We had tickets given to us by a neighbor.
There were six people on the Buddliner
when it finally pulled out of the station:
a man who missed his train to Montreal
and was spending the night in Lowell,
a woman who I was certain was a maid
because of her black dress and sturdy shoes,
a sleepy conductor with one eye on a man
with a pint of Four Roses not quite hidden
from sight in the side pocket of his jacket,
me waving my Braves’ banner by the window,
and my father who was anxious to get home
because he had to leave for work at 5 a.m.
Four Roses squinted at me and said, “Many
years ago the Braves were the Beaneaters.”

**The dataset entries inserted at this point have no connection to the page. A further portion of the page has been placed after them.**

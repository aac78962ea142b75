//! CLI command routing: runs the handler for the selected subcommand.

use anyhow::Result;

use crate::app::config_runtime::Settings;
use crate::app::context::RunContext;
use crate::app::terminal::TerminalCaps;
use crate::app_config::LoadedConfig;
use crate::cli::{Cli, Command, ConfigCommand};
use crate::{ProcessExit, commands};

/// Runs `cli.command` and returns the exit outcome.
pub(crate) async fn dispatch(
    cli: Cli,
    loaded_config: &LoadedConfig,
    settings: Settings,
    caps: TerminalCaps,
) -> Result<ProcessExit> {
    if let Command::Config {
        command: ConfigCommand::Show,
    } = &cli.command
    {
        commands::run_config_show_command(loaded_config, &settings);
        return Ok(ProcessExit::Success);
    }

    let ctx = RunContext::build(settings, cli.quiet, caps.interactive && !cli.quiet)?;
    match cli.command {
        Command::Download(args) => commands::run_download_command(&ctx, &args).await,
        Command::List(args) => commands::run_list_command(&ctx, &args).await,
        Command::Organize(args) => commands::run_organize_command(&ctx, &args).await,
        Command::Resolve(args) => Ok(commands::run_resolve_command(&ctx, &args)),
        Command::Config { .. } => Ok(ProcessExit::Success),
    }
}
//! CLI entry point for the setup downloader.

use std::process::ExitCode;

mod app;
mod app_config;
mod cli;
mod commands;

/// Process exit outcome.
#[derive(Debug, Clone, Copy, PartialEq, Eq)]
pub(crate) enum ProcessExit {
    /// Everything succeeded (or there was nothing to do).
    Success,
    /// Run-level error or aborted run.
    Failure,
    /// Completed with per-item failures.
    Partial,
    /// Stopped by Ctrl-C.
    Interrupted,
}

impl ProcessExit {
    pub(crate) fn code(self) -> u8 {
        match self {
            Self::Success => 0,
            Self::Failure => 1,
            Self::Partial => 2,
            Self::Interrupted => 130,
        }
    }
}

#[tokio::main]
async fn main() -> ExitCode {
    match app::runtime::run_setup_downloader().await {
        Ok(exit) => ExitCode::from(exit.code()),
        Err(err) => {
            eprintln!("Error: {err:#}");
            ExitCode::from(ProcessExit::Failure.code())
        }
    }
}
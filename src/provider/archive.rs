//! Naming rules for setups delivered inside ZIP archives.
//!
//! Providers ship setup bundles as archives whose members are either nested
//! under a car folder (`ferrari296gt3/GO 26S1 Spa Race.sto`) or flat with the
//! car encoded in the name (`porsche 992 @ spa Race.sto`). These helpers
//! recover the car folder and build the stored filename; the engine does the
//! actual extraction.

use std::sync::LazyLock;

use regex::Regex;

use super::{AcquirableItem, MemberPlacement};
use crate::naming::{SETUP_EXTENSION, setup_type_from_filename};

static CAR_FOLDER: LazyLock<Option<Regex>> = LazyLock::new(|| Regex::new(r"^[a-z0-9]+$").ok());

/// Normalises an archive entry name to `/` separators.
#[must_use]
pub fn normalize_member_path(raw: &str) -> String {
    raw.replace('\\', "/")
}

/// True for entries that could escape the extraction root.
#[must_use]
pub fn is_unsafe_member_path(member: &str) -> bool {
    member.starts_with('/')
        || member.split('/').any(|segment| segment == "..")
        || member.contains(':')
}

/// Splits a member path into its top-level folder (when nested) and file name.
#[must_use]
pub fn split_member(member: &str) -> (Option<&str>, &str) {
    let file_name = member.rsplit('/').next().unwrap_or(member);
    let folder = member
        .split_once('/')
        .map(|(first, _)| first)
        .filter(|first| !first.is_empty());
    (folder, file_name)
}

/// How the car is read from a flat `"<car> @ <track> <type>.sto"` name.
#[derive(Debug, Clone, Copy, PartialEq, Eq)]
pub enum FlatCarRule {
    /// First word before `" @ "` (`"mx5 mx52016 @ ..."` → `mx5`).
    FirstWord,
    /// Everything before `" @ "` with spaces removed (`"porsche 992 @ ..."` → `porsche992`).
    Joined,
}

/// Car folder encoded in a flat member name.
///
/// The result is lowercased with hyphens dropped; names that do not reduce
/// to ASCII letters and digits are rejected.
#[must_use]
pub fn car_folder_from_flat_name(file_name: &str, rule: FlatCarRule) -> Option<String> {
    let stem = file_name
        .rsplit_once('.')
        .map_or(file_name, |(stem, _)| stem)
        .to_lowercase();
    let (car_part, _) = stem.split_once(" @ ")?;
    let folder = match rule {
        FlatCarRule::FirstWord => car_part.split_whitespace().next()?.to_string(),
        FlatCarRule::Joined => car_part.split_whitespace().collect(),
    }
    .replace('-', "");
    CAR_FOLDER
        .as_ref()
        .is_some_and(|re| re.is_match(&folder))
        .then_some(folder)
}

/// Builds `<creator>_<series>_<season>_<track>_<type>.sto`.
///
/// Empty components are dropped, spaces become underscores and runs of
/// underscores collapse.
#[must_use]
pub fn build_creator_filename(creator: &str, components: &[&str]) -> String {
    let joined = std::iter::once(creator)
        .chain(components.iter().copied())
        .flat_map(|component| component.split([' ', '_']))
        .filter(|part| !part.is_empty())
        .collect::<Vec<_>>()
        .join("_");

    if joined.is_empty() {
        format!("setup.{SETUP_EXTENSION}")
    } else {
        format!("{joined}.{SETUP_EXTENSION}")
    }
}

/// Stored filename for one member under `creator`'s scheme: the item's
/// series, season and track plus the member's setup type.
#[must_use]
pub fn creator_filename(creator: &str, item: &AcquirableItem, member_file_name: &str) -> String {
    let setup_type = setup_type_from_filename(member_file_name).unwrap_or_default();
    build_creator_filename(
        creator,
        &[
            item.series.as_deref().unwrap_or_default(),
            item.season.as_deref().unwrap_or_default(),
            &item.location,
            &setup_type,
        ],
    )
}

/// Placement used when a provider has no naming scheme of its own: the
/// archive folder (or the item's subject) and the member's own file name.
#[must_use]
pub fn default_placement(item: &AcquirableItem, member: &str) -> MemberPlacement {
    let (folder, file_name) = split_member(member);
    MemberPlacement {
        subject: folder.map_or_else(|| item.subject.clone(), str::to_string),
        filename: file_name.to_string(),
    }
}

/// Builds an in-memory ZIP from `(name, body)` pairs.
#[cfg(test)]
#[allow(clippy::unwrap_used)]
pub(crate) fn zip_bytes(entries: &[(&str, &[u8])]) -> Vec<u8> {
    use std::io::Write;

    let mut writer = zip::ZipWriter::new(std::io::Cursor::new(Vec::new()));
    for (name, body) in entries {
        let options = zip::write::SimpleFileOptions::default();
        if name.ends_with('/') {
            writer.add_directory(*name, options).unwrap();
            continue;
        }
        writer.start_file(*name, options).unwrap();
        writer.write_all(body).unwrap();
    }
    writer.finish().unwrap().into_inner()
}
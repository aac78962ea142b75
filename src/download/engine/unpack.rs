//! Splitting a staged ZIP bundle into one staged file per setup.
//!
//! Only `.sto` members are kept. Entries that could land outside the
//! extraction root (`..` segments, absolute paths) are skipped with a
//! warning. The provider decides each member's car folder and stored name.

use std::fs::File;
use std::io::{BufReader, Read, Write};
use std::path::{Path, PathBuf};

use sha2::{Digest, Sha256};
use tracing::{debug, warn};
use zip::ZipArchive;

use super::commit::{StagedAsset, remove_quietly};
use crate::download::error::AcquireError;
use crate::naming::is_setup_file;
use crate::provider::archive::{is_unsafe_member_path, normalize_member_path};
use crate::provider::{AcquirableItem, Packaging, Provider};

const COPY_BUFFER_SIZE: usize = 64 * 1024;

/// Extracts every usable setup from `archive`, which is removed afterwards.
///
/// Blocking; run on the blocking pool. On failure no staged member is left
/// behind.
///
/// # Errors
///
/// [`AcquireError::Archive`] when the bundle is not a readable ZIP,
/// [`AcquireError::EmptyArchive`] when nothing in it is a setup.
pub(super) fn unpack(
    archive: &StagedAsset,
    item: &AcquirableItem,
    provider: &dyn Provider,
) -> Result<Vec<StagedAsset>, AcquireError> {
    let mut members = Vec::new();
    let result = extract_members(archive, item, provider, &mut members);
    remove_quietly(&archive.path);

    match result {
        Ok(()) if members.is_empty() => Err(AcquireError::EmptyArchive {
            path: archive.path.clone(),
        }),
        Ok(()) => {
            debug!(members = members.len(), "unpacked bundle");
            Ok(members)
        }
        Err(e) => {
            for member in &members {
                remove_quietly(&member.path);
            }
            Err(e)
        }
    }
}

fn extract_members(
    archive: &StagedAsset,
    item: &AcquirableItem,
    provider: &dyn Provider,
    members: &mut Vec<StagedAsset>,
) -> Result<(), AcquireError> {
    let invalid = |e: zip::result::ZipError| AcquireError::Archive {
        path: archive.path.clone(),
        message: e.to_string(),
    };

    let file = File::open(&archive.path).map_err(|e| AcquireError::io(&archive.path, e))?;
    let mut zip = ZipArchive::new(BufReader::new(file)).map_err(invalid)?;

    for index in 0..zip.len() {
        let mut entry = zip.by_index(index).map_err(invalid)?;
        if entry.is_dir() {
            continue;
        }

        let name = normalize_member_path(entry.name());
        if is_unsafe_member_path(&name) || entry.enclosed_name().is_none() {
            warn!(member = %name, "skipping archive entry outside the extraction root");
            continue;
        }
        if !is_setup_file(Path::new(&name)) {
            debug!(member = %name, "skipping non-setup archive entry");
            continue;
        }
        let Some(placement) = provider.place_member(item, &name) else {
            debug!(member = %name, "provider could not place archive entry");
            continue;
        };

        let path = member_staging_path(&archive.path, index);
        let (hash, size) = match stage_member(&mut entry, &path, &archive.path) {
            Ok(staged) => staged,
            Err(e) => {
                remove_quietly(&path);
                return Err(e);
            }
        };
        if size == 0 {
            debug!(member = %name, "skipping empty archive entry");
            remove_quietly(&path);
            continue;
        }

        members.push(StagedAsset {
            path,
            hash,
            size,
            filename: placement.filename,
            subject: Some(placement.subject),
            packaging: Packaging::Plain,
        });
    }
    Ok(())
}

/// `<root>/.staging/gofast-3132.part` → `<root>/.staging/gofast-3132-<index>.part`.
fn member_staging_path(archive_path: &Path, index: usize) -> PathBuf {
    let stem = archive_path
        .file_stem()
        .map_or_else(|| "bundle".into(), |s| s.to_string_lossy());
    archive_path.with_file_name(format!("{stem}-{index}.part"))
}

/// Copies one member to `path`, returning its SHA-256 and size.
fn stage_member(
    reader: &mut impl Read,
    path: &Path,
    archive_path: &Path,
) -> Result<(String, u64), AcquireError> {
    let mut file = File::create(path).map_err(|e| AcquireError::io(path, e))?;
    let mut hasher = Sha256::new();
    let mut buffer = vec![0u8; COPY_BUFFER_SIZE];
    let mut size: u64 = 0;

    loop {
        let read = reader.read(&mut buffer).map_err(|e| AcquireError::Archive {
            path: archive_path.to_path_buf(),
            message: e.to_string(),
        })?;
        if read == 0 {
            break;
        }
        file.write_all(&buffer[..read])
            .map_err(|e| AcquireError::io(path, e))?;
        hasher.update(&buffer[..read]);
        size += read as u64;
    }

    file.sync_all().map_err(|e| AcquireError::io(path, e))?;
    Ok((hex::encode(hasher.finalize()), size))
}

#[cfg(test)]
#[allow(clippy::unwrap_used)]
mod tests {
    use async_trait::async_trait;
    use tempfile::TempDir;

    use super::*;
    use crate::dedup::hash_bytes;
    use crate::provider::archive::zip_bytes;
    use crate::provider::{FetchHandle, FetchedAsset, MemberPlacement, ProviderError};

    struct FolderProvider;

    #[async_trait]
    impl Provider for FolderProvider {
        fn name(&self) -> &str {
            "test"
        }

        async fn list(&self) -> Result<Vec<AcquirableItem>, ProviderError> {
            Ok(Vec::new())
        }

        async fn fetch(&self, _item: &AcquirableItem) -> Result<FetchedAsset, ProviderError> {
            Err(ProviderError::transient("not used"))
        }

        fn place_member(&self, item: &AcquirableItem, member: &str) -> Option<MemberPlacement> {
            // Members named "skip*" have no placement.
            let placement = crate::provider::archive::default_placement(item, member);
            (!placement.filename.starts_with("skip")).then_some(placement)
        }
    }

    fn item() -> AcquirableItem {
        AcquirableItem {
            provider: "test".to_string(),
            id: "7".to_string(),
            subject: "Ferrari 296 GT3".to_string(),
            location: "Spa".to_string(),
            category_hint: None,
            revision: String::new(),
            series: None,
            season: None,
            handle: FetchHandle::new("h"),
        }
    }

    fn staged_zip(dir: &Path, entries: &[(&str, &[u8])]) -> StagedAsset {
        let bytes = zip_bytes(entries);
        staged_file(dir, &bytes)
    }

    fn staged_file(dir: &Path, bytes: &[u8]) -> StagedAsset {
        let path = dir.join("test-37.part");
        std::fs::write(&path, bytes).unwrap();
        StagedAsset {
            path,
            hash: hash_bytes(bytes),
            size: bytes.len() as u64,
            filename: "bundle.zip".to_string(),
            subject: None,
            packaging: Packaging::Zip,
        }
    }

    // ==================== Member Selection Tests ====================

    #[test]
    fn test_unpack_keeps_only_safe_setup_members() {
        let temp = TempDir::new().unwrap();
        let archive = staged_zip(
            temp.path(),
            &[
                ("ferrari296gt3/", b""),
                ("ferrari296gt3/race.sto", b"race body"),
                ("ferrari296gt3/QUALI.STO", b"quali body"),
                ("ferrari296gt3/notes.txt", b"read me"),
                ("../evil.sto", b"escape"),
                ("ferrari296gt3/skip.sto", b"unplaced"),
                ("loose.sto", b"loose body"),
            ],
        );

        let members = unpack(&archive, &item(), &FolderProvider).unwrap();
        let placed: Vec<_> = members
            .iter()
            .map(|m| (m.subject.clone().unwrap(), m.filename.clone()))
            .collect();
        assert_eq!(
            placed,
            vec![
                ("ferrari296gt3".to_string(), "race.sto".to_string()),
                ("ferrari296gt3".to_string(), "QUALI.STO".to_string()),
                ("Ferrari 296 GT3".to_string(), "loose.sto".to_string()),
            ]
        );
        assert_eq!(members[0].hash, hash_bytes(b"race body"));
        assert_eq!(members[0].size, 9);
        assert_eq!(std::fs::read(&members[1].path).unwrap(), b"quali body");
        assert!(!archive.path.exists());
    }

    #[test]
    fn test_member_staging_paths_are_distinct() {
        let temp = TempDir::new().unwrap();
        let archive = staged_zip(temp.path(), &[("a/1.sto", b"one"), ("a/2.sto", b"two")]);

        let members = unpack(&archive, &item(), &FolderProvider).unwrap();
        assert_eq!(members[0].path, temp.path().join("test-37-0.part"));
        assert_eq!(members[1].path, temp.path().join("test-37-1.part"));
    }

    // ==================== Failure Tests ====================

    #[test]
    fn test_unpack_without_setups_is_empty_archive() {
        let temp = TempDir::new().unwrap();
        let archive = staged_zip(temp.path(), &[("car/readme.txt", b"x"), ("car/empty.sto", b"")]);

        let err = unpack(&archive, &item(), &FolderProvider).unwrap_err();
        assert!(matches!(err, AcquireError::EmptyArchive { .. }));
        assert_eq!(std::fs::read_dir(temp.path()).unwrap().count(), 0);
    }

    #[test]
    fn test_unpack_rejects_non_zip_body() {
        let temp = TempDir::new().unwrap();
        let archive = staged_file(temp.path(), b"<html>session expired</html>");

        let err = unpack(&archive, &item(), &FolderProvider).unwrap_err();
        assert!(matches!(err, AcquireError::Archive { .. }));
        assert!(!archive.path.exists());
    }
}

He said it as if he was telling me a secret,
which caught the attention of Montreal,
who thought Beaneaters might be an insult
aimed in his direction, like peasouper was.
He glared at Four Roses, and the maid moved
to the back to be closer to the conductor.
My father suggested they pass the bottle
around, and everyone seemed to like the idea.
He glanced at me and passed the whiskey
to the conductor without even taking a sip.
Before long, led by a now-smiling Four Roses,
they were swaying with the car past
dark station after dark station, field after field,
singing “Spahn and Sain and pray for rain,”
almost a lament, or so it seems to me now,
as we rode our earthbound comet toward Lowell
and its depot that was soon to be demolished.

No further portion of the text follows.